A number of devices are available for percutaneous closure of a clinically significant patent foramen ovale (PFO). The new GORE(®) septal occluder (GSO) is a nonself-centering device consisting of an expanded polytetrafluoroethylene tube supported by a frame of nitinol wire conforming into a double disk.

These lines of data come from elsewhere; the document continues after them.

//! Background job system: queue, worker pool and recurring scheduler.
//!
//! ## Design
//!
//! - Jobs are owned by the submitting user and routed by kind
//! - Payloads are opaque; executors are registered per kind
//! - One run at a time per job; recurring jobs start a new run per tick under the same id
//! - Transitions are generation-checked so a late result cannot overwrite a newer run
//!
//! ## Components
//!
//! - `Job`: Core job abstraction with payload, status and run history
//! - `JobStore`: Persistence for jobs (in-memory or durable)
//! - `JobQueue`: Enqueue, staged enqueue, lookup and transitions
//! - `JobExecutor`: Worker pool running registered handlers
//! - `RecurringScheduler`: Re-arms due recurring jobs

pub mod executor;
pub mod queue;
pub mod recurring;
pub mod store;
pub mod types;

pub use executor::{ExecutorStats, JobExecutor, JobExecutorConfig, JobExecutorHandle};
pub use queue::JobQueue;
pub use recurring::{RecurringScheduler, RecurringSchedulerConfig, RecurringSchedulerHandle};
pub use store::{InMemoryJobStore, JobStats, JobStore, JobStoreError};
pub use types::{
    FailureReason, Job, JobFailure, JobKind, JobOutcome, JobRequest, JobResult, JobStatus, Schedule,
    Transition,
};
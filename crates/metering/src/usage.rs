//! Usage ledger: append-only records of accepted submissions, counted per window.
//!
//! Counting records (instead of maintaining a running counter) keeps an auditable trail
//! and cannot drift from missed decrements. Each check is a scan over the user's records
//! for one service.

use std::sync::{Arc, RwLock};

use async_trait::async_trait;
use chrono::{DateTime, Datelike, NaiveTime, TimeZone, Utc};
use serde::{Deserialize, Serialize};
use thiserror::Error;
use tracing::debug;
use uuid::Uuid;

use jobgate_core::UserId;

/// One accepted submission. Never mutated or deleted by jobgate.
#[derive(Debug, Clone, PartialEq, Eq, Serialize, Deserialize)]
pub struct UsageRecord {
    pub id: Uuid,
    pub user_id: UserId,
    /// Queue/service name the usage counts against.
    pub service: String,
    pub usage_date: DateTime<Utc>,
}

impl UsageRecord {
    pub fn new(user_id: UserId, service: impl Into<String>, usage_date: DateTime<Utc>) -> Self {
        Self {
            id: Uuid::now_v7(),
            user_id,
            service: service.into(),
            usage_date,
        }
    }
}

/// Counting window, always relative to the wall clock at check time (UTC).
#[derive(Debug, Clone, Copy, PartialEq, Eq, Serialize, Deserialize)]
#[serde(rename_all = "snake_case")]
pub enum UsageWindow {
    /// `[start of current day, now)`
    Day,
    /// `[start of current month, now)`
    Month,
}

impl UsageWindow {
    /// Inclusive lower bound of the window containing `now`.
    pub fn start(self, now: DateTime<Utc>) -> DateTime<Utc> {
        let today = now.date_naive();
        let first = match self {
            UsageWindow::Day => today,
            UsageWindow::Month => today.with_day(1).unwrap_or(today),
        };
        Utc.from_utc_datetime(&first.and_time(NaiveTime::MIN))
    }
}

#[derive(Debug, Clone, Error, PartialEq, Eq)]
pub enum UsageError {
    /// The record could not be persisted or the count could not be determined.
    #[error("usage storage error: {0}")]
    Storage(String),
}

/// Storage seam for usage records.
///
/// Implementations must distinguish "zero records" (`Ok(0)`) from "could not count" (`Err`).
#[async_trait]
pub trait UsageStore: Send + Sync {
    async fn insert(&self, record: UsageRecord) -> Result<(), UsageError>;

    /// Count records for `user_id`/`service` with `usage_date >= since`.
    async fn count_since(&self, user_id: UserId, service: &str, since: DateTime<Utc>) -> Result<u64, UsageError>;

    /// Lifetime count for `user_id`/`service`.
    async fn count_total(&self, user_id: UserId, service: &str) -> Result<u64, UsageError>;
}

/// In-memory usage store for tests/dev.
#[derive(Debug, Default)]
pub struct InMemoryUsageStore {
    records: RwLock<Vec<UsageRecord>>,
}

impl InMemoryUsageStore {
    pub fn new() -> Self {
        Self::default()
    }

    pub fn arc() -> Arc<Self> {
        Arc::new(Self::new())
    }

    /// Snapshot of every record (test/debug helper).
    pub fn all(&self) -> Vec<UsageRecord> {
        self.records.read().map(|r| r.clone()).unwrap_or_default()
    }

    fn count_where(&self, pred: impl Fn(&UsageRecord) -> bool) -> Result<u64, UsageError> {
        let records = self
            .records
            .read()
            .map_err(|_| UsageError::Storage("usage store lock poisoned".to_string()))?;
        Ok(records.iter().filter(|r| pred(r)).count() as u64)
    }
}

#[async_trait]
impl UsageStore for InMemoryUsageStore {
    async fn insert(&self, record: UsageRecord) -> Result<(), UsageError> {
        let mut records = self
            .records
            .write()
            .map_err(|_| UsageError::Storage("usage store lock poisoned".to_string()))?;
        records.push(record);
        Ok(())
    }

    async fn count_since(&self, user_id: UserId, service: &str, since: DateTime<Utc>) -> Result<u64, UsageError> {
        self.count_where(|r| r.user_id == user_id && r.service == service && r.usage_date >= since)
    }

    async fn count_total(&self, user_id: UserId, service: &str) -> Result<u64, UsageError> {
        self.count_where(|r| r.user_id == user_id && r.service == service)
    }
}

/// Records and counts per-user, per-service usage.
#[derive(Clone)]
pub struct UsageLedger {
    store: Arc<dyn UsageStore>,
}

impl std::fmt::Debug for UsageLedger {
    fn fmt(&self, f: &mut std::fmt::Formatter<'_>) -> std::fmt::Result {
        f.debug_struct("UsageLedger").finish_non_exhaustive()
    }
}

impl UsageLedger {
    pub fn new(store: Arc<dyn UsageStore>) -> Self {
        Self { store }
    }

    /// Append one record stamped with the current time.
    pub async fn record(&self, user_id: UserId, service: &str) -> Result<UsageRecord, UsageError> {
        self.record_at(user_id, service, Utc::now()).await
    }

    pub async fn record_at(
        &self,
        user_id: UserId,
        service: &str,
        at: DateTime<Utc>,
    ) -> Result<UsageRecord, UsageError> {
        let record = UsageRecord::new(user_id, service, at);
        self.store.insert(record.clone()).await?;
        debug!(user_id = %user_id, service, record_id = %record.id, "usage recorded");
        Ok(record)
    }

    pub async fn count_since(
        &self,
        user_id: UserId,
        service: &str,
        window_start: DateTime<Utc>,
    ) -> Result<u64, UsageError> {
        self.store.count_since(user_id, service, window_start).await
    }

    /// Usage inside the window that contains `now`.
    pub async fn usage_in(
        &self,
        user_id: UserId,
        service: &str,
        window: UsageWindow,
        now: DateTime<Utc>,
    ) -> Result<u64, UsageError> {
        self.count_since(user_id, service, window.start(now)).await
    }

    pub async fn count_total(&self, user_id: UserId, service: &str) -> Result<u64, UsageError> {
        self.store.count_total(user_id, service).await
    }
}
//! Domain error model.

use thiserror::Error;

/// Result type used across the domain layer.
pub type DomainResult<T> = Result<T, DomainError>;

/// Domain-level error.
///
/// Keep this focused on deterministic failures (validation, malformed identifiers).
/// Storage and metering failures have their own error types in the crates that own them.
#[derive(Debug, Error, Clone, PartialEq, Eq)]
pub enum DomainError {
    /// A value failed validation (e.g. malformed input).
    #[error("validation failed: {0}")]
    Validation(String),

    /// An identifier was invalid (e.g. parse failure).
    #[error("invalid identifier: {0}")]
    InvalidId(String),
}

impl DomainError {
    pub fn validation(msg: impl Into<String>) -> Self {
        Self::Validation(msg.into())
    }

    pub fn invalid_id(msg: impl Into<String>) -> Self {
        Self::InvalidId(msg.into())
    }
}
use std::sync::Arc;

use axum::{extract::Extension, http::StatusCode, response::IntoResponse, Json};

use crate::app::errors;
use crate::app::services::AppServices;
use crate::context::RequesterContext;

pub async fn health() -> StatusCode {
    StatusCode::OK
}

/// Current usage and allowances for the caller.
pub async fn usage(
    Extension(services): Extension<Arc<AppServices>>,
    Extension(requester): Extension<RequesterContext>,
) -> axum::response::Response {
    match services.submissions.usage(requester.user_id()).await {
        Ok(report) => (StatusCode::OK, Json(report)).into_response(),
        Err(e) => errors::submission_error_to_response(e),
    }
}
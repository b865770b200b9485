//! Process configuration read from the environment.

use std::net::SocketAddr;
use std::path::PathBuf;
use std::str::FromStr;
use std::time::Duration;

use thiserror::Error;

use jobgate_infra::jobs::{JobExecutorConfig, RecurringSchedulerConfig};
use jobgate_metering::MeteringConfig;
use jobgate_observability::LogFormat;

#[derive(Debug, Error, PartialEq, Eq)]
pub enum ConfigError {
    #[error("invalid value for {var}: {value:?} ({reason})")]
    Invalid {
        var: &'static str,
        value: String,
        reason: String,
    },
}

#[derive(Debug, Clone)]
pub struct ApiConfig {
    pub bind: SocketAddr,
    /// Postgres URL for the usage ledger; in-memory when unset.
    pub database_url: Option<String>,
    /// JSON plan table; takes precedence over the `user_subscriptions` table.
    pub subscriptions_file: Option<PathBuf>,
    pub log_format: LogFormat,
    pub metering: MeteringConfig,
    pub executor: JobExecutorConfig,
    pub scheduler: RecurringSchedulerConfig,
}

impl Default for ApiConfig {
    fn default() -> Self {
        Self {
            bind: SocketAddr::from(([0, 0, 0, 0], 8080)),
            database_url: None,
            subscriptions_file: None,
            log_format: LogFormat::Json,
            metering: MeteringConfig::default(),
            executor: JobExecutorConfig::default(),
            scheduler: RecurringSchedulerConfig::default(),
        }
    }
}

impl ApiConfig {
    pub fn from_env() -> Result<Self, ConfigError> {
        Self::from_lookup(|var| std::env::var(var).ok())
    }

    /// Build from any variable source; unset variables keep their defaults.
    pub fn from_lookup(lookup: impl Fn(&str) -> Option<String>) -> Result<Self, ConfigError> {
        let mut config = Self::default();

        if let Some(bind) = parse(&lookup, "JOBGATE_BIND")? {
            config.bind = bind;
        }
        config.database_url = lookup("DATABASE_URL").filter(|url| !url.trim().is_empty());
        config.subscriptions_file = lookup("JOBGATE_SUBSCRIPTIONS_FILE")
            .filter(|path| !path.trim().is_empty())
            .map(|path| PathBuf::from(path.trim()));
        if let Some(format) = parse(&lookup, "JOBGATE_LOG_FORMAT")? {
            config.log_format = format;
        }

        if let Some(service) = lookup("JOBGATE_SERVICE").filter(|s| !s.trim().is_empty()) {
            config.metering = config.metering.with_service(service.trim());
        }
        let daily = parse(&lookup, "JOBGATE_FREE_DAILY_LIMIT")?.unwrap_or(config.metering.free_daily_limit);
        let monthly = parse(&lookup, "JOBGATE_FREE_MONTHLY_LIMIT")?.unwrap_or(config.metering.free_monthly_limit);
        config.metering = config.metering.with_free_limits(daily, monthly);
        if let Some(exempt) = parse(&lookup, "JOBGATE_FIRST_USE_EXEMPTION")? {
            config.metering = config.metering.with_first_use_exemption(exempt);
        }

        if let Some(workers) = parse::<usize>(&lookup, "JOBGATE_WORKERS")? {
            if workers == 0 {
                return Err(invalid("JOBGATE_WORKERS", "0", "must be at least 1"));
            }
            config.executor = config.executor.with_workers(workers);
        }
        if let Some(ms) = parse::<u64>(&lookup, "JOBGATE_POLL_INTERVAL_MS")? {
            config.executor = config.executor.with_poll_interval(Duration::from_millis(ms.max(1)));
        }
        if let Some(secs) = parse::<u64>(&lookup, "JOBGATE_TICK_INTERVAL_SECS")? {
            if secs == 0 {
                return Err(invalid("JOBGATE_TICK_INTERVAL_SECS", "0", "must be at least 1"));
            }
            config.scheduler = config.scheduler.with_tick_interval(Duration::from_secs(secs));
        }

        Ok(config)
    }
}

fn parse<T>(lookup: &impl Fn(&str) -> Option<String>, var: &'static str) -> Result<Option<T>, ConfigError>
where
    T: FromStr,
    T::Err: std::fmt::Display,
{
    match lookup(var) {
        None => Ok(None),
        Some(raw) => raw
            .trim()
            .parse()
            .map(Some)
            .map_err(|e: T::Err| invalid(var, &raw, e.to_string())),
    }
}

fn invalid(var: &'static str, value: &str, reason: impl Into<String>) -> ConfigError {
    ConfigError::Invalid {
        var,
        value: value.to_string(),
        reason: reason.into(),
    }
}

#[cfg(test)]
mod tests {
    use super::*;
    use std::collections::HashMap;

    fn from(vars: &[(&str, &str)]) -> Result<ApiConfig, ConfigError> {
        let map: HashMap<String, String> = vars.iter().map(|(k, v)| (k.to_string(), v.to_string())).collect();
        ApiConfig::from_lookup(|k| map.get(k).cloned())
    }

    #[test]
    fn defaults_without_environment() {
        let config = from(&[]).unwrap();
        assert_eq!(config.bind.port(), 8080);
        assert!(config.database_url.is_none());
        assert!(config.subscriptions_file.is_none());
        assert_eq!(config.metering, MeteringConfig::default());
        assert_eq!(config.executor.workers, 4);
        assert_eq!(config.scheduler.tick_interval, Duration::from_secs(1));
    }

    #[test]
    fn overrides_are_applied() {
        let config = from(&[
            ("JOBGATE_BIND", "127.0.0.1:9000"),
            ("DATABASE_URL", "postgres://localhost/jobgate"),
            ("JOBGATE_SUBSCRIPTIONS_FILE", "/etc/jobgate/plans.json"),
            ("JOBGATE_SERVICE", "pattern-scan"),
            ("JOBGATE_FREE_DAILY_LIMIT", "5"),
            ("JOBGATE_FIRST_USE_EXEMPTION", "false"),
            ("JOBGATE_WORKERS", "8"),
            ("JOBGATE_POLL_INTERVAL_MS", "25"),
        ])
        .unwrap();

        assert_eq!(config.bind, "127.0.0.1:9000".parse().unwrap());
        assert_eq!(config.database_url.as_deref(), Some("postgres://localhost/jobgate"));
        assert_eq!(config.subscriptions_file, Some(PathBuf::from("/etc/jobgate/plans.json")));
        assert_eq!(config.metering.service, "pattern-scan");
        assert_eq!(config.metering.free_daily_limit, 5);
        assert_eq!(config.metering.free_monthly_limit, 10);
        assert!(!config.metering.first_use_exemption);
        assert_eq!(config.executor.workers, 8);
        assert_eq!(config.executor.poll_interval, Duration::from_millis(25));
    }

    #[test]
    fn malformed_values_are_errors() {
        let err = from(&[("JOBGATE_FREE_MONTHLY_LIMIT", "lots")]).unwrap_err();
        assert!(matches!(err, ConfigError::Invalid { var: "JOBGATE_FREE_MONTHLY_LIMIT", .. }));

        assert!(from(&[("JOBGATE_WORKERS", "0")]).is_err());
        assert!(from(&[("JOBGATE_FIRST_USE_EXEMPTION", "maybe")]).is_err());
    }
}
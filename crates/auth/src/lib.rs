//! `jobgate-auth` — job ownership checks (zero-trust, owner-only access).
//!
//! This crate is intentionally decoupled from HTTP and storage. Callers arrive with an
//! already-verified [`UserId`](jobgate_core::UserId); this crate only decides whether that
//! identity may see a given job.

pub mod access;

pub use access::{AccessDecision, AccessGuard, JobOwnership, OwnershipLookupError, PublicDenial, authorize_owner};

This study reports the first clinical GSO implantation experience.
GSO implantation in 20 consecutive patients is reported. Inclusion criteria were all patients referred with a significant PFO implicated in paradoxical embolism or transient right to left shunting causing desaturation. Procedures were performed under local anaesthesia and intracardiac echocardiography (ICE) in addition to fluoroscopy. Procedural data, acute and early closure rates were examined.
All patients underwent successful day-case device implantation. Eleven patients had previous stroke, five had transient ischemic attacks, two had a history suspicious of PFO-related desaturation, and two had a history suspicious of PFO-related peripheral thromboembolism. Acute closure rates on IVC injection bubble testing were 100% at implant and 100% (14/14) at 1 month. Average PFO balloon size was 8.0 ± 3.6(range 2.0-16.7) mm, mean fluoroscopic implantation time 3.0 ± 1.7(range 0.7-6.3) min, radiation dose 283 ± 340 (range 6-1,431) μGym(2), and total procedural time 34.8 ± 8.0 (range 22-53) min. 5 × 20 mm(2), 7 × 25 m(2), 8 × 30 mm(2) GSO devices were implanted, aiming for device size at least twice balloon PFO size. Cases included aneurysmal septums with up to 30 mm deviation and tunnels up to 12 mm long. Removal and repositioning of two devices was performed on two occasions after uncertainty about device locking. At 1 month follow-up, two patients had brief self-terminating episodes of suspected atrial fibrillation, all had normal resting ECGs. No thromboembolic/neurological events were reported.
The GSO can be implanted under local anaesthesia and ICE with low procedural and fluoroscopy times with high procedural success as a day case. No residual shunts were seen. This initial experience suggests that it is a safe and effective device for PFO closure.
目前有多种设备可用于经皮闭合临床上有意义的卵圆孔未闭(PFO)。新型戈尔(GORE)分隔器(GSO)是非自定心装置,由膨体聚四氟乙烯管组成,由顺应性双盘的镍钛诺丝框架支撑。本研究报告首例 GSO 植入经验。
报告了 20 例连续 GSO 植入患者的情况。纳入标准为所有因反常栓塞或短暂右向左分流导致低氧血症而转介的有显著 PFO 患者。在局部麻醉和心内超声(ICE)以及透视下进行手术。检查了手术过程数据、即刻和早期闭合率。
所有患者均成功进行了日间手术装置植入。11 例患者有既往卒中,5 例有短暂性脑缺血发作,2 例有可疑与 PFO 相关的低氧血症病史,2 例有可疑与 PFO 相关的外周血栓栓塞病史。IVC 注射气泡试验的即刻闭合率为植入时 100%(14/14),1 个月时 100%(14/14)。平均 PFO 球囊大小为 8.0±3.6(范围 2.0-16.7)mm,平均透视植入时间为 3.0±1.7(范围 0.7-6.3)min,辐射剂量为 283±340(范围 6-1431)μGy m²,总手术时间为 34.8±8.0(范围 22-53)min。植入了 5×20mm²、7×25mm²和 8×30mm²的 GSO 装置,目标是装置尺寸至少是球囊 PFO 尺寸的两倍。病例包括最大达 30mm 偏差的瘤样间隔和最大 12mm 长的隧道。由于对装置锁定存在不确定性,两次对两个装置进行了取出和重新定位。1 个月随访时,2 例患者出现短暂自终止的疑似心房颤动发作,所有患者静息心电图均正常。无血栓栓塞/神经事件报告。
GSO 可在局部麻醉和 ICE 下植入,手术过程时间和透视时间短,手术成功率高,可作为日间手术。未见残余分流。初步经验表明,该装置是一种安全有效的 PFO 闭合装置。